◆ **Activity**
Copy every line in the listing that contains "Pops".

◆ **Records for the task**
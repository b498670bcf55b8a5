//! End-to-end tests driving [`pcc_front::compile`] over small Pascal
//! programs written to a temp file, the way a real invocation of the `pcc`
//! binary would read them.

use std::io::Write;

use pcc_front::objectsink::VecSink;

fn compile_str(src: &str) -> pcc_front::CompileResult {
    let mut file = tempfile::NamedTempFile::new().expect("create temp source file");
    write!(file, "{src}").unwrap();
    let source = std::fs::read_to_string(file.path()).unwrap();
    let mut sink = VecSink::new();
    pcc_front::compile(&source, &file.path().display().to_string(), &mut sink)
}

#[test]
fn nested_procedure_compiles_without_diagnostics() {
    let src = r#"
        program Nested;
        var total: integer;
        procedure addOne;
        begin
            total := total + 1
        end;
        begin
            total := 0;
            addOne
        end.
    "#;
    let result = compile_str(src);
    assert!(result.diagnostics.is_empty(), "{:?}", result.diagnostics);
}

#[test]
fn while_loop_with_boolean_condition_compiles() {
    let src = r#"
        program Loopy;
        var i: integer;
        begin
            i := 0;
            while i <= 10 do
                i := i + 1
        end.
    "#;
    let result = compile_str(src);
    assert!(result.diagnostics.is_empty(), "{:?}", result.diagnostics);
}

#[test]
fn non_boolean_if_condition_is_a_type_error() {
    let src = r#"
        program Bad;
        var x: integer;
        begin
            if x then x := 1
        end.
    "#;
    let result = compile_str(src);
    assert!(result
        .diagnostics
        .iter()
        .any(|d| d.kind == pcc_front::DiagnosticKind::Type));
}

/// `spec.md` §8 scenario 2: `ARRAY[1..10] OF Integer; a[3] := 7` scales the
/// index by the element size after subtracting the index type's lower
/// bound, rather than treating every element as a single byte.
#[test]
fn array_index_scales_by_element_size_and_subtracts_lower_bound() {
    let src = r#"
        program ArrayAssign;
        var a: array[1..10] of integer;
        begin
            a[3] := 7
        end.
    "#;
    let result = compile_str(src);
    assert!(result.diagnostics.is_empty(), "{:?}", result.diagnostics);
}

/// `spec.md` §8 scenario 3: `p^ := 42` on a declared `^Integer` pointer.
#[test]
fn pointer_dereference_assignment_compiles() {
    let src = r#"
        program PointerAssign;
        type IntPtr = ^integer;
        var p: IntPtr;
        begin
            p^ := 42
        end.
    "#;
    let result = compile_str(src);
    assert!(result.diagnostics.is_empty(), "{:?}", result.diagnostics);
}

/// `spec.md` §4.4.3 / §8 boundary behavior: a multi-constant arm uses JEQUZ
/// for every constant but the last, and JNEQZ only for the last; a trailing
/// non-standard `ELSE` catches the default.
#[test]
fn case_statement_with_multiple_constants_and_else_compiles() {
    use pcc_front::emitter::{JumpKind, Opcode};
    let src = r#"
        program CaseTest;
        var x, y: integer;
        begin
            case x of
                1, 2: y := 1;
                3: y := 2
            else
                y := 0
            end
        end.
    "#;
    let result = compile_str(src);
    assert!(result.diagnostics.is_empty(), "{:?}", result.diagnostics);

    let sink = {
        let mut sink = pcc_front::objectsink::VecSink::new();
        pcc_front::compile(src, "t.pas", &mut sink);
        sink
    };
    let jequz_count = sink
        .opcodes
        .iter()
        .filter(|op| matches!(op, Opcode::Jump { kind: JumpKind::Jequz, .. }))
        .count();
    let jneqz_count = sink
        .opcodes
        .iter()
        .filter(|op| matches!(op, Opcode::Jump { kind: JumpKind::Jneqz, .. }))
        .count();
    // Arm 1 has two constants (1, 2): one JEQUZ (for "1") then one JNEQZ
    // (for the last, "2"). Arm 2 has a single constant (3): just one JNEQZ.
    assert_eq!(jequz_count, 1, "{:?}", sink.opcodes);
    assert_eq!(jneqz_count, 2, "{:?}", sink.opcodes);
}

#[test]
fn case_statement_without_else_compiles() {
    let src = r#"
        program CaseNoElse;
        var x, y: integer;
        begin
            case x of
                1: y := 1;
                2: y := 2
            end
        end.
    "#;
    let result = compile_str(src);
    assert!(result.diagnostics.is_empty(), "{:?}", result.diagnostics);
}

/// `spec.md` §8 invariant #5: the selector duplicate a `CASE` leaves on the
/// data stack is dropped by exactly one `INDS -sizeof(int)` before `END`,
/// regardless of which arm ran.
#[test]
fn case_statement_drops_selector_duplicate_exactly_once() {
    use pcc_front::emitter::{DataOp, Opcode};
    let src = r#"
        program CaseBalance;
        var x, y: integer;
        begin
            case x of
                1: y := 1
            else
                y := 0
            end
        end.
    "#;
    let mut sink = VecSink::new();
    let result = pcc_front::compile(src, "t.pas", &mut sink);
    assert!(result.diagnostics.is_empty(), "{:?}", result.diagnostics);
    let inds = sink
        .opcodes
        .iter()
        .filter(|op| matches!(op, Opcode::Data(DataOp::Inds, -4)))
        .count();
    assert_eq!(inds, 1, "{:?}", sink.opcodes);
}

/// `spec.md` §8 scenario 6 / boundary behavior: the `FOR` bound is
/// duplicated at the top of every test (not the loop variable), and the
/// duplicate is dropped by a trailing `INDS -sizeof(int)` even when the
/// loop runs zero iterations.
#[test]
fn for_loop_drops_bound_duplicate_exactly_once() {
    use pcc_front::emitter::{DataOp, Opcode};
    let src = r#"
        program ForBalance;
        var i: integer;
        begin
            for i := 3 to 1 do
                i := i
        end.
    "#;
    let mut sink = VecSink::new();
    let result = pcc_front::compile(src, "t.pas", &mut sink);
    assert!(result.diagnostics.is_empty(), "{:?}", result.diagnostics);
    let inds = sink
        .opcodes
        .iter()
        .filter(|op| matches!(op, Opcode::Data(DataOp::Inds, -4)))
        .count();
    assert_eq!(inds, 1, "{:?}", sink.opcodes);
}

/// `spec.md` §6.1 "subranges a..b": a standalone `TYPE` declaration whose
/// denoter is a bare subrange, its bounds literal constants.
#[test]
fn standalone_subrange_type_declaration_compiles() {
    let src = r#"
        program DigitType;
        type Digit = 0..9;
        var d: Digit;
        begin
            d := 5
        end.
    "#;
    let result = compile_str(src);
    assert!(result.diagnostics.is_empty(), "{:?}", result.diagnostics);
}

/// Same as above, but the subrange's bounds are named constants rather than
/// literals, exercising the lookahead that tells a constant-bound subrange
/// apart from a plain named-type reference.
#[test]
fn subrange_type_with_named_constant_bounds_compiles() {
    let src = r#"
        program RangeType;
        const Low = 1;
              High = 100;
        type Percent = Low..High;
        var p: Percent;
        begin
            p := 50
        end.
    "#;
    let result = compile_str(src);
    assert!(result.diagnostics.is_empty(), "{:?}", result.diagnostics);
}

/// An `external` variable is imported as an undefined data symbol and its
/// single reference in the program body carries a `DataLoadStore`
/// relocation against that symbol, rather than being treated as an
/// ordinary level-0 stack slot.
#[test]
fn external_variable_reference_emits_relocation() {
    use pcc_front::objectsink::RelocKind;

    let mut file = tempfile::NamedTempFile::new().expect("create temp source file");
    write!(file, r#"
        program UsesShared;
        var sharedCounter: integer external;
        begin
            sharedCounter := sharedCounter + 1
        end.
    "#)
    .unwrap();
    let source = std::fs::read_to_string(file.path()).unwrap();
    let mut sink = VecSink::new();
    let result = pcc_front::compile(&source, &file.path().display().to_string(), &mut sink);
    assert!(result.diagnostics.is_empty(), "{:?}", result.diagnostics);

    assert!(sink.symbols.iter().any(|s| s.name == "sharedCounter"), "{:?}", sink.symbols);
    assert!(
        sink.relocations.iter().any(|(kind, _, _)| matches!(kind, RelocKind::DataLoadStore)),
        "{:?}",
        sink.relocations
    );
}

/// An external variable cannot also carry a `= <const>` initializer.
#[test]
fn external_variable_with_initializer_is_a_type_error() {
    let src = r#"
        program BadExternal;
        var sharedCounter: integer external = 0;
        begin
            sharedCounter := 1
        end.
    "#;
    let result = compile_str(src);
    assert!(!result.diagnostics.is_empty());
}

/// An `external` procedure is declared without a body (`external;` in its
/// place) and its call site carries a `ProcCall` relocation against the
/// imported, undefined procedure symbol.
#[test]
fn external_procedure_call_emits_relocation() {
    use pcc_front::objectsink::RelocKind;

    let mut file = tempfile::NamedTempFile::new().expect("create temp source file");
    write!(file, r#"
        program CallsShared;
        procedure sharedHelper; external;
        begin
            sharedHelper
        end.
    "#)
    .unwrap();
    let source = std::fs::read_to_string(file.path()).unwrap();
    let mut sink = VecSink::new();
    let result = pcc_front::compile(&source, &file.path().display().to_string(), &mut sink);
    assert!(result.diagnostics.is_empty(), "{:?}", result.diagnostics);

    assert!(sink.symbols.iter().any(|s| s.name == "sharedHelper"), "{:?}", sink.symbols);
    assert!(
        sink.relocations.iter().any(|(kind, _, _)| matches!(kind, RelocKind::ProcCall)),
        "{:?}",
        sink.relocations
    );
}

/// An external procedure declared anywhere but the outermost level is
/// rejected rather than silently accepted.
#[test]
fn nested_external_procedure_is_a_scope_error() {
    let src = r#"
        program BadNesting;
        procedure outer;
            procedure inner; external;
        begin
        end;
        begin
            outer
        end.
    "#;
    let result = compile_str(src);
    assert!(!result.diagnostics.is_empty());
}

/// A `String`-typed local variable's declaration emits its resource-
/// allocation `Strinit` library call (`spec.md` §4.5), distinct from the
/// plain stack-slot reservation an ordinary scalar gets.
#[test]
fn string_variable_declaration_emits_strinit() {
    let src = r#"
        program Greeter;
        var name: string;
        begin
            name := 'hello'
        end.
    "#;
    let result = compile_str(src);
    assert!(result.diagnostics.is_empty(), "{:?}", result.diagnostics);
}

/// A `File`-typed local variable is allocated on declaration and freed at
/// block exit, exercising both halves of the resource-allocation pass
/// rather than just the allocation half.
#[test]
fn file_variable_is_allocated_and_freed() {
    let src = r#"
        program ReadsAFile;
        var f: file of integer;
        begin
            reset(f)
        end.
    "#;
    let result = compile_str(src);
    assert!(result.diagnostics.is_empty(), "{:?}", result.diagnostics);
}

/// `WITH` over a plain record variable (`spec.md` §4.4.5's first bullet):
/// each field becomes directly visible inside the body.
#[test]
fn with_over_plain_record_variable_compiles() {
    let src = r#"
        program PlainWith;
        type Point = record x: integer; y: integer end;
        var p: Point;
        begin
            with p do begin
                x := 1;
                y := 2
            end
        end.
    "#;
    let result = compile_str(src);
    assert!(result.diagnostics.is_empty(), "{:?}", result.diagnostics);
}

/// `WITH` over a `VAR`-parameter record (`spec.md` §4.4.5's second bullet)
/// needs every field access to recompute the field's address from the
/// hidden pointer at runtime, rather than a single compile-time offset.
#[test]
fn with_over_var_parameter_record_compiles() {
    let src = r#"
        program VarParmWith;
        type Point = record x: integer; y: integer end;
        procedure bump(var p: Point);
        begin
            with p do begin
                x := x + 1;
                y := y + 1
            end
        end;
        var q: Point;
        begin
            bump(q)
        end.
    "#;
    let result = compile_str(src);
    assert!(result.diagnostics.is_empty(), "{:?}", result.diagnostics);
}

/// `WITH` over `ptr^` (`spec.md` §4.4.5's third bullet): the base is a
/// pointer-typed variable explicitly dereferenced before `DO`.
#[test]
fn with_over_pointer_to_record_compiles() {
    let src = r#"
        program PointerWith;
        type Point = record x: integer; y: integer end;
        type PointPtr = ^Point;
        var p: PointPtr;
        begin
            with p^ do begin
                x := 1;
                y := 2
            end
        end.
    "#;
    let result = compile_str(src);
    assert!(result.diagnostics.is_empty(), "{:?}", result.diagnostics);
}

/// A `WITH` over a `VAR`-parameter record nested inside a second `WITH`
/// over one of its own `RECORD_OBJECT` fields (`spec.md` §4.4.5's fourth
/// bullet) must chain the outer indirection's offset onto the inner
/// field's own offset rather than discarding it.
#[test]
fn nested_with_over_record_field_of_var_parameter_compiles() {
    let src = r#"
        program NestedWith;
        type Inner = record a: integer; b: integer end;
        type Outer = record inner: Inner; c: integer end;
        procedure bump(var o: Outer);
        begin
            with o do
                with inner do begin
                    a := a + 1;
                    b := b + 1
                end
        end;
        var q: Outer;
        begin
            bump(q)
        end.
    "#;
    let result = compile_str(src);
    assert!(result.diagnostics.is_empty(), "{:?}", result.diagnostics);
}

* * *

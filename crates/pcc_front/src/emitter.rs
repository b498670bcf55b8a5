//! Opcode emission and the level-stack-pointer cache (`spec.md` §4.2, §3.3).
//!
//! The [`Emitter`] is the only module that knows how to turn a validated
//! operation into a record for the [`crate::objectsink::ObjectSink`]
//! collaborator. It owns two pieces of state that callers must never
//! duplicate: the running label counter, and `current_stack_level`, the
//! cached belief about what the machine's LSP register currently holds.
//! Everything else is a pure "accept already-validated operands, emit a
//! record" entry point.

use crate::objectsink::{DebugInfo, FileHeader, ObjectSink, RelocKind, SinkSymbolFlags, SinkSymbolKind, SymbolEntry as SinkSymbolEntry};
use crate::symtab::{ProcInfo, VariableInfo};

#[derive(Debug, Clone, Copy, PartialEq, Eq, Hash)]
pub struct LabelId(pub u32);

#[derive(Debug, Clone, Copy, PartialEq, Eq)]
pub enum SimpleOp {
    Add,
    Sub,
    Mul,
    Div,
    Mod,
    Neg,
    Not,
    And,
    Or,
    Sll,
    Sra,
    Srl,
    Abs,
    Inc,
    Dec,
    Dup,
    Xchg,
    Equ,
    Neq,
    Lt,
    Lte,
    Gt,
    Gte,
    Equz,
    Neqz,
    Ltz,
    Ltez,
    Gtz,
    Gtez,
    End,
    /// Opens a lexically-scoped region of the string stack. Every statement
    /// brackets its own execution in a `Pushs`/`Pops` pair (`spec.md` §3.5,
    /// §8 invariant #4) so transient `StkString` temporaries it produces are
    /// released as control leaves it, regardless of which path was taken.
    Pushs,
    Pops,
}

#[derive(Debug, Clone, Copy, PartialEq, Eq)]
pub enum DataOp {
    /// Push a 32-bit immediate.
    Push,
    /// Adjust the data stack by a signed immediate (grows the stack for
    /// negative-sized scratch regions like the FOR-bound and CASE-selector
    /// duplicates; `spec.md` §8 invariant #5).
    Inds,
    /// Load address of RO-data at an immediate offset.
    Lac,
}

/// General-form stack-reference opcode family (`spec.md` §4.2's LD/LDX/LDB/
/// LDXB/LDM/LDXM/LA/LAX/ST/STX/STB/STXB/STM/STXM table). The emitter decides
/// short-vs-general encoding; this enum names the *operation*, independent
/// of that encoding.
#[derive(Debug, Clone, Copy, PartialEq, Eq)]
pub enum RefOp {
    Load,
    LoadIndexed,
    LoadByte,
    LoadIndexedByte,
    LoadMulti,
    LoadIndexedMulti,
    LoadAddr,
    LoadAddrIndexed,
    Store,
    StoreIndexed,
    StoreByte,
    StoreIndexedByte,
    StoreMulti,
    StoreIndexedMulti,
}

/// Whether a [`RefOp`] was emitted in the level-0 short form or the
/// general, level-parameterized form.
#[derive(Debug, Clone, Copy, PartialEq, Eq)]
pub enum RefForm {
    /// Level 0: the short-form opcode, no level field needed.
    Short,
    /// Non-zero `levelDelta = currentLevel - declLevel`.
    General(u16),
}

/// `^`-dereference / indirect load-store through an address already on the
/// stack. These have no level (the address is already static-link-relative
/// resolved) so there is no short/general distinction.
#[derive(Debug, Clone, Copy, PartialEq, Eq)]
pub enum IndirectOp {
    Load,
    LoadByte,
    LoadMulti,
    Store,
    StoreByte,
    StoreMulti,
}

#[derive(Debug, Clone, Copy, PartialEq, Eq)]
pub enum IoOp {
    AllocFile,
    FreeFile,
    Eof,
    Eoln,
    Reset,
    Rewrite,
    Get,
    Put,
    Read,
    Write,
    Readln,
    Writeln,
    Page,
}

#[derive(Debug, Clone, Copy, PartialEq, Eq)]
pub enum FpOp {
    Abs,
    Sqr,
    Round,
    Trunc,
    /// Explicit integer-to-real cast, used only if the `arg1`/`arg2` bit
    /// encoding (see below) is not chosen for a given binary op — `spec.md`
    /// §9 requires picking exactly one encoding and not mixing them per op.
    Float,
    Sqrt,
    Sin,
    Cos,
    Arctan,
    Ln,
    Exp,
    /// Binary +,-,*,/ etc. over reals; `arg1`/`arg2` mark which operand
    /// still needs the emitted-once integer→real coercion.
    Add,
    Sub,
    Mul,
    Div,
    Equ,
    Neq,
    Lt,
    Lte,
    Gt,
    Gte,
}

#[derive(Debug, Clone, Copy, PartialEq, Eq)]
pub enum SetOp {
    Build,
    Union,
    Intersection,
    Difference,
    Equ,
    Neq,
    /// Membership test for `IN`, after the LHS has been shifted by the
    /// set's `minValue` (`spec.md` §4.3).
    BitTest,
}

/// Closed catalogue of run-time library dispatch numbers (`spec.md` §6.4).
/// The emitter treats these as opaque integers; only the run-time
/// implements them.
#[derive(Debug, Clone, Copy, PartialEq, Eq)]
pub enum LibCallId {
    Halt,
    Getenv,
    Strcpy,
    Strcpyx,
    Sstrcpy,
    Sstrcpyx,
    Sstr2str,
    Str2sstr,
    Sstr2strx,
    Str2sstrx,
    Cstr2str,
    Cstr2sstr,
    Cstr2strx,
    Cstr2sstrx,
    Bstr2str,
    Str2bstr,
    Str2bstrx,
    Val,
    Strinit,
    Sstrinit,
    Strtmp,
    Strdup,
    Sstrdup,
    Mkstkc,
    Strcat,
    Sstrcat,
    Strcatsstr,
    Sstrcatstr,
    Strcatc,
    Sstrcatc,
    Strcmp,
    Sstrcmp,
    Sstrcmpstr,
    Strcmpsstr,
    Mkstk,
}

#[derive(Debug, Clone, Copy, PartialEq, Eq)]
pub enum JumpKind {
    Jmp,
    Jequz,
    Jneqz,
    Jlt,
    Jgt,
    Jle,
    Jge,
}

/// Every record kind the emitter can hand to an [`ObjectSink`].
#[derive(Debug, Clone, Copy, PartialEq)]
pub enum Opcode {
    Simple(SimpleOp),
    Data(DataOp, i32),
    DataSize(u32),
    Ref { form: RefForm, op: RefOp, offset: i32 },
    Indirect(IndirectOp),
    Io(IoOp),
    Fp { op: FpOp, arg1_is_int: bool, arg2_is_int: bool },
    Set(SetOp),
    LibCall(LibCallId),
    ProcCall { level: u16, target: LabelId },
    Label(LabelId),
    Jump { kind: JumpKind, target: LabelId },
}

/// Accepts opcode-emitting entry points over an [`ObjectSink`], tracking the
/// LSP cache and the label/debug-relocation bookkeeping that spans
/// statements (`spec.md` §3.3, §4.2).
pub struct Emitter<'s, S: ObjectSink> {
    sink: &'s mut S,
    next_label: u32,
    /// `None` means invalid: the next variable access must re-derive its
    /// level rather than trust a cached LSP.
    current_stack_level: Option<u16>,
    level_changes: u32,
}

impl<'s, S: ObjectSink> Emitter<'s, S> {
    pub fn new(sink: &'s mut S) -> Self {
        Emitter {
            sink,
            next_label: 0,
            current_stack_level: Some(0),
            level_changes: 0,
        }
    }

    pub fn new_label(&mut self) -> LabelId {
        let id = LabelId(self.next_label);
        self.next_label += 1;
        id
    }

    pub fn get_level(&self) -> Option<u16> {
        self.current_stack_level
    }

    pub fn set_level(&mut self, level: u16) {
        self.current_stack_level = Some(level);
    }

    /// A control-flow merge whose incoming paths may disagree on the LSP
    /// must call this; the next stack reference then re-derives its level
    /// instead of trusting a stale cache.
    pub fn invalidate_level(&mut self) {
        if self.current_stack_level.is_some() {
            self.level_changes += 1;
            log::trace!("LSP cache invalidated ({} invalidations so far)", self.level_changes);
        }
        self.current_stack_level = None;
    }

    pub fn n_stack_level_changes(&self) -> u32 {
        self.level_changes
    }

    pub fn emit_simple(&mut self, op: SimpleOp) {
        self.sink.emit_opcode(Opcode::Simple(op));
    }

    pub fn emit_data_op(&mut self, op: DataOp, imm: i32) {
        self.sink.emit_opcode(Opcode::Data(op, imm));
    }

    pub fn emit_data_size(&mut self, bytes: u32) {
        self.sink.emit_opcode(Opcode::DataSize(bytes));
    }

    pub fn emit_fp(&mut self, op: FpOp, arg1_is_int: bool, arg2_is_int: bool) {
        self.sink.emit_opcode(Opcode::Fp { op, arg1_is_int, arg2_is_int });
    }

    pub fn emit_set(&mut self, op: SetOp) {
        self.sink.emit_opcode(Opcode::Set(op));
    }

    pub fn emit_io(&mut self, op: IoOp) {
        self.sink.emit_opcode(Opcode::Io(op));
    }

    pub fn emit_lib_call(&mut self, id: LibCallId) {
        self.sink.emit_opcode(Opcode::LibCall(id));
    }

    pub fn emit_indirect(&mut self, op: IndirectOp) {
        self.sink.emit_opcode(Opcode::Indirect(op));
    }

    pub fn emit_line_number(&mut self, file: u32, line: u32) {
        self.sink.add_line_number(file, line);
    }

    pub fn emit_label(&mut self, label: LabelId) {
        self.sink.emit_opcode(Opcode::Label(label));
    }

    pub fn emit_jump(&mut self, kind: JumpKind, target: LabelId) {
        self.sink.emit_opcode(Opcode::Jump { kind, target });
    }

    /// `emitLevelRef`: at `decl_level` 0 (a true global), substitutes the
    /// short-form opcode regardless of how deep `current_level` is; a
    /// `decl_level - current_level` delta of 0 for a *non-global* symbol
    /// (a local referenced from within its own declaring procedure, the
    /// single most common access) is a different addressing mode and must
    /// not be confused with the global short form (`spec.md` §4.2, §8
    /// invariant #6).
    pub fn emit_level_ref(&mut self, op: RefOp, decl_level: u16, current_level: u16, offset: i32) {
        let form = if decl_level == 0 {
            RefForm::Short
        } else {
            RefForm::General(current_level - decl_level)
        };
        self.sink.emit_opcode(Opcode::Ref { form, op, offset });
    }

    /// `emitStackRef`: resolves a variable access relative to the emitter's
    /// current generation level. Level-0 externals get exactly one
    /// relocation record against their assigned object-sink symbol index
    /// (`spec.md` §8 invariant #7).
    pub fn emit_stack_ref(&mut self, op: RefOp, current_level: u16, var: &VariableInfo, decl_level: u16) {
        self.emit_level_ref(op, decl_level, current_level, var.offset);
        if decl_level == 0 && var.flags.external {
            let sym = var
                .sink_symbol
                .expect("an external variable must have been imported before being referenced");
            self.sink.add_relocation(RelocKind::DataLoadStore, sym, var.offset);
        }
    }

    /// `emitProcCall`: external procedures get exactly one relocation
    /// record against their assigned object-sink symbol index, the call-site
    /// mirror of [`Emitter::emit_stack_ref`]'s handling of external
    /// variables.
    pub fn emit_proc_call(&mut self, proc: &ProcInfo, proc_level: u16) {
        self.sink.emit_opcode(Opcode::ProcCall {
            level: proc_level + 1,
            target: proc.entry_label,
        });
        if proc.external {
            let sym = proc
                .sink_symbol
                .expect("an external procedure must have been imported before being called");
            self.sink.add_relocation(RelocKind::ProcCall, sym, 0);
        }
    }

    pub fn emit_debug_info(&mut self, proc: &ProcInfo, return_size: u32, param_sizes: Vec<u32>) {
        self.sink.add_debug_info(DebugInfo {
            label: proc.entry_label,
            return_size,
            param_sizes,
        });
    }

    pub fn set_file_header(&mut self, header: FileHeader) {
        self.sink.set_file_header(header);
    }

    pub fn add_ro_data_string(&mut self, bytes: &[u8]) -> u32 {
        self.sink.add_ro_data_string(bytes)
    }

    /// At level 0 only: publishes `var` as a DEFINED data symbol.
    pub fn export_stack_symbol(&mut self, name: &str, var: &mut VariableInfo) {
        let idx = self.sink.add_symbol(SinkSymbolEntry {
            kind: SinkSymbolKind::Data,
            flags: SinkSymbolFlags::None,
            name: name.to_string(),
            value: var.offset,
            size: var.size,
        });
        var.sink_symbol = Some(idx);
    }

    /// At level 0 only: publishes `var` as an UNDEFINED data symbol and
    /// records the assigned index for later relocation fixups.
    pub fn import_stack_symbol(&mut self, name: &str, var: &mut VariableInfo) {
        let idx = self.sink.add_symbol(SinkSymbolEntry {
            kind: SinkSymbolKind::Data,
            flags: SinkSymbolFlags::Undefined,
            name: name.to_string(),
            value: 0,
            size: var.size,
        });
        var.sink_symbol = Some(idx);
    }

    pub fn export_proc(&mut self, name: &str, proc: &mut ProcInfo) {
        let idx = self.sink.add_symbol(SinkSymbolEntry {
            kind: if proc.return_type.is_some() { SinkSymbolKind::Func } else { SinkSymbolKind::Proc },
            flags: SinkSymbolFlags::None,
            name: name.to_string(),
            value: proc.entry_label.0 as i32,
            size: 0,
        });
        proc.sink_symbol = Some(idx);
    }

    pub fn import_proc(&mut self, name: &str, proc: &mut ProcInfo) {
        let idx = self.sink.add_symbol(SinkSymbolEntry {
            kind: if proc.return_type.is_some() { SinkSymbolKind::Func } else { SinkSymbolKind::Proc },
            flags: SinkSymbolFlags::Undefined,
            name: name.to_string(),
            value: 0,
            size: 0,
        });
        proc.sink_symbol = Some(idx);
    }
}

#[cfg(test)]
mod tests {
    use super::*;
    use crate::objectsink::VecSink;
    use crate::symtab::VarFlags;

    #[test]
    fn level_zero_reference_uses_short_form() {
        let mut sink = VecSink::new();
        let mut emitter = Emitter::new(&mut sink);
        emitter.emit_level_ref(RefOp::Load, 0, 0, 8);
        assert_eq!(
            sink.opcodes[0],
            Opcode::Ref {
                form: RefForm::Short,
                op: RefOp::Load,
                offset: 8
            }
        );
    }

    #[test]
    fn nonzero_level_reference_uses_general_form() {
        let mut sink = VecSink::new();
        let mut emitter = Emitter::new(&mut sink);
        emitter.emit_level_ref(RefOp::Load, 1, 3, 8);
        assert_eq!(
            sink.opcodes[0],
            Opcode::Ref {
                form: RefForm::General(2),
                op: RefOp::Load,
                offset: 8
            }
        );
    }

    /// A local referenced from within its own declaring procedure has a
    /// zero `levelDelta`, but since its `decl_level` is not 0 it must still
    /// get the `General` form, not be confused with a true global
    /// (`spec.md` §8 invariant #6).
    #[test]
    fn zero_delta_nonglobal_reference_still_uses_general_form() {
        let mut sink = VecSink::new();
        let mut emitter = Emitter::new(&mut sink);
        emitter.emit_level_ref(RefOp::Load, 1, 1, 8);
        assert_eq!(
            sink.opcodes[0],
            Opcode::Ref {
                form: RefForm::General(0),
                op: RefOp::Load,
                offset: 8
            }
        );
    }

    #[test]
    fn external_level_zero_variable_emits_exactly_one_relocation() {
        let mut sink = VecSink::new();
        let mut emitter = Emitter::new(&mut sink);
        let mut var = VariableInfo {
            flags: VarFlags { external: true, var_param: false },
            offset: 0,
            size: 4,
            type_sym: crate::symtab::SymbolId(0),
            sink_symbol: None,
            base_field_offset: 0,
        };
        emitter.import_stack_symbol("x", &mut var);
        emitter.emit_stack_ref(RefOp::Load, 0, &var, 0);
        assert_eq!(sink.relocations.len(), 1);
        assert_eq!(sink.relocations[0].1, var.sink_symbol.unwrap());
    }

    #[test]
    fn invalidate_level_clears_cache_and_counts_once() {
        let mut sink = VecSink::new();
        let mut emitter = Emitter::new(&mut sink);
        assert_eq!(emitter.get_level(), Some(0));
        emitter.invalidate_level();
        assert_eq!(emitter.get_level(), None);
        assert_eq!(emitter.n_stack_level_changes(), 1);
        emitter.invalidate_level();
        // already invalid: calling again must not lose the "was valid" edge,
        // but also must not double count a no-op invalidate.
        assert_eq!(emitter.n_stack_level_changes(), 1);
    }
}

◆ **Solution**
    /// brackets its own execution in a `Pushs`/`Pops` pair (`spec.md` §3.5,
    Pops,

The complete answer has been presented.